What is required - With the first line as the start and the line containing "-- scenario company-scope" as the end, write out every line of the records exactly.
Start of Block
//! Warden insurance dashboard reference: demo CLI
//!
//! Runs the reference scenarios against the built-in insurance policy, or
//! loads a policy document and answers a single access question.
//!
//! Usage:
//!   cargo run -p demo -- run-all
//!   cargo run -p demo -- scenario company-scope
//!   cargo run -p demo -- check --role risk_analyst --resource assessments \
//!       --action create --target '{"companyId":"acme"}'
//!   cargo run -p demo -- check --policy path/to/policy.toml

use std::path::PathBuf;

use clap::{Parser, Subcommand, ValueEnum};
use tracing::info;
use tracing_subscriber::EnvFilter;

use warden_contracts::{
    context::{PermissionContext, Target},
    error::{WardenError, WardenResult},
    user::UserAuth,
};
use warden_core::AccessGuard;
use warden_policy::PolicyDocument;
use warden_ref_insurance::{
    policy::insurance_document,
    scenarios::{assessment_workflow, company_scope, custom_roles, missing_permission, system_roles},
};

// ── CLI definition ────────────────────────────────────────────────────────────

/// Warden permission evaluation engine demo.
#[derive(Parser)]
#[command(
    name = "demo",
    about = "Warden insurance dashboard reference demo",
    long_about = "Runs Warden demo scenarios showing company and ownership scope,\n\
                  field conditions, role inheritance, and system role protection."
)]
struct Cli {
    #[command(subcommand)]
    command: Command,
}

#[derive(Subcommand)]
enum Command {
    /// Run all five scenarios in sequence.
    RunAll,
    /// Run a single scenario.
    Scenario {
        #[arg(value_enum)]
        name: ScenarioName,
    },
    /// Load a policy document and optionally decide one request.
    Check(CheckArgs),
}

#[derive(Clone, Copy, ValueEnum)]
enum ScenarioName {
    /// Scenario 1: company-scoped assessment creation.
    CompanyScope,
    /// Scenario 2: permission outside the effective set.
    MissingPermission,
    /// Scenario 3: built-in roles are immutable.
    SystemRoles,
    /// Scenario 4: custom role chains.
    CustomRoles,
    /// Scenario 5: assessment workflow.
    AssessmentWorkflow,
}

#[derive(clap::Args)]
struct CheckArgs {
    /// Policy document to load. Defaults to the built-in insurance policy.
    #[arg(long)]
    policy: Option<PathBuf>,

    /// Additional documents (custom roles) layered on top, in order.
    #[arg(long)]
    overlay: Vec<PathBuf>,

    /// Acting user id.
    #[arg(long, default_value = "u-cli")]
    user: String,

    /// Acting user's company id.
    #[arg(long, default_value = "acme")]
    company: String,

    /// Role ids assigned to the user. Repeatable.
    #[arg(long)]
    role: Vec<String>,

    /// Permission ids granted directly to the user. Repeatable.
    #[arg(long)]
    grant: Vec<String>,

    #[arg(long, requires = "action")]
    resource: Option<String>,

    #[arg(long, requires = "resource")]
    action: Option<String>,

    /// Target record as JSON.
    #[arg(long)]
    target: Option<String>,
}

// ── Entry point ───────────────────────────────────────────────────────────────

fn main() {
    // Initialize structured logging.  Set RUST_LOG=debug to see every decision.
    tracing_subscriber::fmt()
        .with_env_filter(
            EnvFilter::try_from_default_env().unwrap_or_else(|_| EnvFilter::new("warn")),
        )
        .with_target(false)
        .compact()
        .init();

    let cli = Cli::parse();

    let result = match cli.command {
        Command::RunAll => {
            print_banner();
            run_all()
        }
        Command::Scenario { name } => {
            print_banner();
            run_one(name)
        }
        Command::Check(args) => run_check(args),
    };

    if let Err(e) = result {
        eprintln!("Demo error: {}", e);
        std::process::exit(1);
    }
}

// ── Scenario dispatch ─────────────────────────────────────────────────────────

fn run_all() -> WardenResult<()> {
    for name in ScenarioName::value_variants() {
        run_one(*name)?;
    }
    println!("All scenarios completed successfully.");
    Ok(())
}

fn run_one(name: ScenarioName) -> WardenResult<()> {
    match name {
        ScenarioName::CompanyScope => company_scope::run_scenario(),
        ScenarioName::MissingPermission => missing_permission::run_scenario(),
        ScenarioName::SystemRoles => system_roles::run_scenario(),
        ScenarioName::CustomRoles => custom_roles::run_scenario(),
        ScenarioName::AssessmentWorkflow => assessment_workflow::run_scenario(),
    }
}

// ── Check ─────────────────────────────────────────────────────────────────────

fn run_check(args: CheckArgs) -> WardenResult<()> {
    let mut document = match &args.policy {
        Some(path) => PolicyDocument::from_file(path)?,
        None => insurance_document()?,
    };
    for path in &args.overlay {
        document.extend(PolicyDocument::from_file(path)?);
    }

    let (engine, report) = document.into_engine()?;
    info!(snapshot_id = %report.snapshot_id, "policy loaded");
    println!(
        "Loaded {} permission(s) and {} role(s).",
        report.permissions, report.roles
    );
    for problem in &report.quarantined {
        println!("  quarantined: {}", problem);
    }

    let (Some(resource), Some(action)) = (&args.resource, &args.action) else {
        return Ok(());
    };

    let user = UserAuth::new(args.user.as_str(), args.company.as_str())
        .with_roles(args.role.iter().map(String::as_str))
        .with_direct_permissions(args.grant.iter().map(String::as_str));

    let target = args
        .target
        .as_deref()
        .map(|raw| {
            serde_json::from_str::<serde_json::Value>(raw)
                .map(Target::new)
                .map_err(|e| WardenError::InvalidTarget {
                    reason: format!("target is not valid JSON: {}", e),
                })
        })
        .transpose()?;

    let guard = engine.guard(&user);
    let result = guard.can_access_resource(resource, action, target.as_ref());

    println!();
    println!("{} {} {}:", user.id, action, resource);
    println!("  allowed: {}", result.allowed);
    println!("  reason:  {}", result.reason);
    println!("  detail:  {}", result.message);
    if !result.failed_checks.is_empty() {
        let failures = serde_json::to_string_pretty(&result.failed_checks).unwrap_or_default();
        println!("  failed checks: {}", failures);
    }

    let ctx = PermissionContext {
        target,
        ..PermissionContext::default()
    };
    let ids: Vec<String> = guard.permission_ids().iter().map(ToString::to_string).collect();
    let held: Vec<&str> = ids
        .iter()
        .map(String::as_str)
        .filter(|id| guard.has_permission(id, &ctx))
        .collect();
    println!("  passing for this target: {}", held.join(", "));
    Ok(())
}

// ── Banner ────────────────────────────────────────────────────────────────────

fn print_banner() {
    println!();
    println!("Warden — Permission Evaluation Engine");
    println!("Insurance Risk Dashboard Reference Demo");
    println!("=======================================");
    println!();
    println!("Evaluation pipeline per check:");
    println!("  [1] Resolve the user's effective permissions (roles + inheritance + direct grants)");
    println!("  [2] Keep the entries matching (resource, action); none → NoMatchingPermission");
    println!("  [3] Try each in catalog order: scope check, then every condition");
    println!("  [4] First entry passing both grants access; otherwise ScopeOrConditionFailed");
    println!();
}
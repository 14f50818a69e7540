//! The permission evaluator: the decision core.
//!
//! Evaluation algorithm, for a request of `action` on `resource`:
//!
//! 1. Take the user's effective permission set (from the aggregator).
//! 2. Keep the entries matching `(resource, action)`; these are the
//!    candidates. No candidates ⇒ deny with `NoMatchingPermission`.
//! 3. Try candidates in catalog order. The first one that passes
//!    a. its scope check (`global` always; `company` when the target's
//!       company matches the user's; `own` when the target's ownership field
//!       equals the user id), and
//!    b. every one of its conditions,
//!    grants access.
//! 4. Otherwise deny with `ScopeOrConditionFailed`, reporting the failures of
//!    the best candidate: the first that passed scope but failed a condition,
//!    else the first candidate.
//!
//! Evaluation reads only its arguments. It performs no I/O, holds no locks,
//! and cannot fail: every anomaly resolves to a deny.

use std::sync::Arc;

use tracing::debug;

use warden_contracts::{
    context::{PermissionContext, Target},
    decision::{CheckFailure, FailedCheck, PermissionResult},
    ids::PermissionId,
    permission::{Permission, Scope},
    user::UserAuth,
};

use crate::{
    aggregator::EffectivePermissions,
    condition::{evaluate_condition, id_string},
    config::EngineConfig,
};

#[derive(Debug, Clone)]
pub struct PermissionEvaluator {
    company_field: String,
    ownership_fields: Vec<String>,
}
End of Block
The completed task -
//! Warden insurance dashboard reference: demo CLI
//!
//! Runs the reference scenarios against the built-in insurance policy, or
//! loads a policy document and answers a single access question.
//!
//! Usage:
//!   cargo run -p demo -- run-all
//!   cargo run -p demo -- scenario company-scope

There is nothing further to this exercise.